Not a word in their analysis, you’ll note, about Monsanto’s masterful chemistry--it invented Astroturf, for example--or its agricultural chemicals that have increased crop yields around the world. Does the market admire Monsanto for the kind of competitive effort American business needs, or merely for creative accounting?
Chemistry Logical Step
For a bit of both. The story at Monsanto today is that Chairman Richard Mahoney, in the top job since 1985, is changing the 86-year-old company to, as he sees it, give it products to take it into the 21st Century--and using creative accounting to help the process along.
Two years ago, Mahoney acquired G. D. Searle, the Chicago pharmaceutical company that developed the artificial sweetener aspartame--the basic ingredient of NutraSweet. He didn’t buy Searle for the sweetener, though, but for its abilities in biogenetic chemistry. Mahoney, 53, a chemist by training, saw biochemistry as the logical next step for Monsanto, a leader in agricultural chemicals and animal feeds. The future in that business, he believed, lay in laboratory duplication of substances occurring in nature--as Monsanto is now developing a hormone to increase milk yields in cows and a similar hormone to reduce the fat in pork.

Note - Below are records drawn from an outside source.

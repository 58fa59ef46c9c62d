//! Turtle persistence for the triple store.
//!
//! Reading and writing go through `oxrdfio`. Loading is all-or-nothing: the whole
//! document is converted into statements before a store is built, so a syntax
//! error never yields a partial store. Saving writes to a sibling temporary file
//! and renames it over the destination.

use std::fs;
use std::io::{self, BufWriter, Write};
use std::path::{Path, PathBuf};

use oxrdf::{Literal as RdfLiteral, NamedNode, Quad, Subject, Term as RdfTerm, Triple};
use oxrdfio::{RdfFormat, RdfParser, RdfSerializer};
use tracing::{debug, info};

use crate::core::vocab::{self, DEFAULT_PREFIXES};
use crate::core::{Iri, Literal, Statement, Term};
use crate::error::{CatalogError, Result};
use crate::storage::TripleStore;

/// Parses a Turtle document into a new store.
///
/// Syntax errors are `Parse` with the position reported by the parser. Blank
/// nodes and language-tagged literals are valid Turtle the catalog cannot hold,
/// so they fail with `Unsupported`.
pub fn load(text: &str) -> Result<TripleStore> {
    let mut statements = Vec::new();
    for quad in RdfParser::from_format(RdfFormat::Turtle).for_reader(text.as_bytes()) {
        statements.push(into_statement(quad?)?);
    }
    let store: TripleStore = statements.into_iter().collect();
    debug!(statements = store.len(), "Parsed Turtle document");
    Ok(store)
}

/// Reads and parses a Turtle file. Bytes that are not UTF-8 are a `Parse` error
/// at the first offending position.
pub fn load_from_path(path: impl AsRef<Path>) -> Result<TripleStore> {
    let path = path.as_ref();
    let bytes = fs::read(path).map_err(|e| CatalogError::store_io(path, e))?;
    let store = load(decode_utf8(&bytes)?)?;
    info!(path = %path.display(), statements = store.len(), "Loaded store");
    Ok(store)
}

/// Writes every statement as Turtle into `writer` and hands the writer back.
///
/// Statements are grouped by subject with `rdf:type` first. An IRI that is not a
/// valid absolute IRI, or a failing writer, is a `Serialization` error.
pub fn save<W: Write>(store: &TripleStore, writer: W) -> Result<W> {
    let triples = rdf_triples(store)?;
    write_triples(serializer()?, &triples, writer).map_err(|e| CatalogError::Serialization(e.to_string()))
}

/// Persists the store at `path`, replacing any previous content.
///
/// The store is converted before the file is touched, so a store that cannot be
/// written leaves the previous file in place.
pub fn save_to_path(store: &TripleStore, path: impl AsRef<Path>) -> Result<()> {
    let path = path.as_ref();
    let triples = rdf_triples(store)?;
    let serializer = serializer()?;
    let tmp = temp_path(path);
    let write = || -> io::Result<()> {
        if let Some(parent) = path.parent().filter(|p| !p.as_os_str().is_empty()) {
            fs::create_dir_all(parent)?;
        }
        let file = fs::File::create(&tmp)?;
        let mut writer = write_triples(serializer, &triples, BufWriter::new(file))?;
        writer.flush()?;
        writer.get_ref().sync_all()?;
        drop(writer);
        fs::rename(&tmp, path)
    };
    if let Err(err) = write() {
        let _ = fs::remove_file(&tmp);
        return Err(CatalogError::store_io(path, err));
    }
    info!(path = %path.display(), statements = store.len(), "Saved store");
    Ok(())
}

pub fn to_turtle_string(store: &TripleStore) -> Result<String> {
    let buffer = save(store, Vec::new())?;
    String::from_utf8(buffer).map_err(|e| CatalogError::Serialization(e.to_string()))
}

fn serializer() -> Result<RdfSerializer> {
    DEFAULT_PREFIXES.iter().try_fold(
        RdfSerializer::from_format(RdfFormat::Turtle),
        |serializer, (prefix, namespace)| {
            serializer
                .with_prefix(*prefix, *namespace)
                .map_err(|e| CatalogError::Serialization(format!("prefix {}: {}", prefix, e)))
        },
    )
}

fn write_triples<W: Write>(serializer: RdfSerializer, triples: &[Triple], writer: W) -> io::Result<W> {
    let mut serializer = serializer.for_writer(writer);
    for triple in triples {
        serializer.serialize_triple(triple.as_ref())?;
    }
    serializer.finish()
}

/// Statements sorted by subject, `rdf:type` first, so consecutive triples share
/// a subject block.
fn rdf_triples(store: &TripleStore) -> Result<Vec<Triple>> {
    let rdf_type = vocab::rdf_type();
    let mut statements: Vec<Statement> = store.iter().collect();
    statements.sort_by(|a, b| {
        (a.subject(), a.predicate() != &rdf_type, a.predicate(), a.object())
            .cmp(&(b.subject(), b.predicate() != &rdf_type, b.predicate(), b.object()))
    });
    statements.iter().map(to_rdf_triple).collect()
}

fn to_rdf_triple(statement: &Statement) -> Result<Triple> {
    let object: RdfTerm = match statement.object() {
        Term::Iri(iri) => named_node(iri)?.into(),
        Term::Literal(literal) => to_rdf_literal(literal)?.into(),
    };
    Ok(Triple::new(named_node(statement.subject())?, named_node(statement.predicate())?, object))
}

fn named_node(iri: &Iri) -> Result<NamedNode> {
    NamedNode::new(iri.as_str())
        .map_err(|e| CatalogError::Serialization(format!("invalid IRI <{}>: {}", iri, e)))
}

fn to_rdf_literal(literal: &Literal) -> Result<RdfLiteral> {
    if literal.datatype() == vocab::XSD_STRING {
        return Ok(RdfLiteral::new_simple_literal(literal.lexical_form()));
    }
    let datatype = named_node(&Iri::new(literal.datatype()))?;
    Ok(RdfLiteral::new_typed_literal(literal.lexical_form(), datatype))
}

fn into_statement(quad: Quad) -> Result<Statement> {
    let subject = match quad.subject {
        Subject::NamedNode(node) => Iri::new(node.as_str()),
        other => return Err(CatalogError::Unsupported(format!("subject {} is not an IRI", other))),
    };
    let object = match quad.object {
        RdfTerm::NamedNode(node) => Term::Iri(Iri::new(node.as_str())),
        RdfTerm::Literal(literal) => Term::Literal(from_rdf_literal(&literal)?),
        other => {
            return Err(CatalogError::Unsupported(format!("object {} is not an IRI or a literal", other)))
        }
    };
    Ok(Statement::new(subject, Iri::new(quad.predicate.as_str()), object))
}

fn from_rdf_literal(literal: &RdfLiteral) -> Result<Literal> {
    if literal.language().is_some() {
        return Err(CatalogError::Unsupported(format!("language-tagged literal {}", literal)));
    }
    Literal::from_typed(literal.value(), Iri::new(literal.datatype().as_str()))
}

fn decode_utf8(bytes: &[u8]) -> Result<&str> {
    std::str::from_utf8(bytes).map_err(|err| {
        let valid = String::from_utf8_lossy(&bytes[..err.valid_up_to()]);
        let line = valid.matches('\n').count() + 1;
        let column = valid.rsplit('\n').next().map_or(0, |l| l.chars().count()) + 1;
        CatalogError::parse(line, column, format!("invalid UTF-8 at byte {}", err.valid_up_to()))
    })
}

fn temp_path(path: &Path) -> PathBuf {
    let mut name = path.file_name().map(|n| n.to_os_string()).unwrap_or_default();
    name.push(".tmp");
    path.with_file_name(name)
}

#[cfg(test)]
mod tests {
    use super::*;
    use crate::core::vocab::ex;

    #[test]
    fn test_output_uses_default_prefixes() {
        let mut store = TripleStore::new();
        store.insert(ex("Apple"), vocab::rdf_type(), ex("Brand"));
        store.insert(ex("iPhone15"), ex(vocab::HAS_BRAND), ex("Apple"));
        store.insert(ex("iPhone15"), vocab::rdf_type(), ex("Product"));

        let text = to_turtle_string(&store).unwrap();
        assert!(text.contains("@prefix ex: <http://example.org/gadgetstore#>"));
        assert!(text.contains("ex:Apple a ex:Brand"));
        let typed = text.find("ex:iPhone15 a ex:Product").unwrap();
        assert!(typed < text.find("ex:hasBrand ex:Apple").unwrap());
    }

    #[test]
    fn test_statement_order_puts_type_first() {
        let mut store = TripleStore::new();
        store.insert(ex("b"), ex(vocab::HAS_BRAND), ex("x"));
        store.insert(ex("a"), ex(vocab::HAS_BRAND), ex("x"));
        store.insert(ex("a"), vocab::rdf_type(), ex("Product"));

        let triples = rdf_triples(&store).unwrap();
        let order: Vec<(String, &str)> =
            triples.iter().map(|t| (t.subject.to_string(), t.predicate.as_str())).collect();
        assert_eq!(order[0], (format!("<{}a>", vocab::EX), vocab::RDF_TYPE));
        assert_eq!(order[2].0, format!("<{}b>", vocab::EX));
    }

    #[test]
    fn test_string_literals_are_plain() {
        let literal = to_rdf_literal(&Literal::string("say \"hi\"")).unwrap();
        assert_eq!(literal.value(), "say \"hi\"");
        assert_eq!(literal.datatype().as_str(), vocab::XSD_STRING);
        let date = to_rdf_literal(&Literal::date("2024-01-31").unwrap()).unwrap();
        assert_eq!(date.datatype().as_str(), vocab::XSD_DATE);
    }

    #[test]
    fn test_invalid_iri_cannot_be_written() {
        let mut store = TripleStore::new();
        store.insert(ex("has space"), vocab::rdf_type(), ex("Product"));
        assert!(matches!(to_turtle_string(&store), Err(CatalogError::Serialization(_))));
    }

    #[test]
    fn test_load_reports_syntax_position() {
        let text = "@prefix ex: <http://example.org/gadgetstore#> .\nex:a ex:b ex:c .\nex:d ex:e .\n";
        match load(text) {
            Err(CatalogError::Parse { line, .. }) => assert_eq!(line, 3),
            other => panic!("expected parse error, got {:?}", other),
        }
    }

    #[test]
    fn test_load_rejects_unrepresentable_terms() {
        assert!(matches!(load("_:b <http://a> <http://b> ."), Err(CatalogError::Unsupported(_))));
        assert!(matches!(load("<http://a> <http://b> \"chat\"@fr ."), Err(CatalogError::Unsupported(_))));
        assert!(matches!(
            load("<http://a> <http://b> \"soon\"^^<http://www.w3.org/2001/XMLSchema#date> ."),
            Err(CatalogError::InvalidLiteral { .. })
        ));
    }

    #[test]
    fn test_invalid_utf8_position() {
        let err = decode_utf8(b"@prefix\n ab\xff").unwrap_err();
        assert!(matches!(err, CatalogError::Parse { line: 2, column: 4, .. }), "{err}");
    }

    #[test]
    fn test_temp_path_is_sibling() {
        assert_eq!(temp_path(Path::new("/data/store.ttl")), PathBuf::from("/data/store.ttl.tmp"));
    }
}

But he paid a $2.75-billion price for Searle, a big premium over the stated value of its assets and a sum that put Monsanto deeply into debt. Under conventional accounting rules, the premium paid for Searle would have been depreciated--without any deduction for taxes--over 40 years. But Monsanto didn’t follow convention. Instead, it assigned more than $1 billion of the Searle purchase price to the value of its patent on the sweetener, aspartame, which expires in 1992. Monsanto then could take a tax-deductible annual depreciation charge of around $180 million on that patent. This enabled it to lower its taxes and use the extra cash to rapidly pay down its debt. The drawback was that higher depreciation reduced its reported earnings last year by more than $1 a share. That’s why investors call Monsanto’s earnings “understated”--meaning there is more cash-earning ability in the company than is evident in its reports.
And investor interest has been rising because, as of July, the company’s debt was paid down to reasonable levels once again. Which means that any cash flow not needed for research and development or plant expenditures is available for increased dividends or stock repurchases.
What has happened here is that Uncle Sam’s tax law has helped a major company make a transition and also created potential opportunity for shrewd investors. The transition for Monsanto is toward greater emphasis on pharmaceuticals and biochemistry. There the cash flow helps with research expenditures, where the company now spends $600 million, or 8% of its sales, where it used to spend 3% on traditional chemical research.
But the company also will have cash to spare because it is able to spend less on building plants. Basic petrochemical refineries are in oversupply, and any new ones are likely to be built in oil-producing countries.
What that means, says Morgan Stanley’s Leming, is enough surplus cash flow to buy back 15 million to 20 million of its shares over a five-year period. Monsanto officially says it’s following no timetable but acknowledges it’s considering a share repurchase.
It’s either that, after all, or face an almost certain takeover bid--financed by loans or bonds that are made affordable to corporate acquirers by the tax-deductibility of interest. Truly, Uncle Sam’s tax law creates opportunity for all.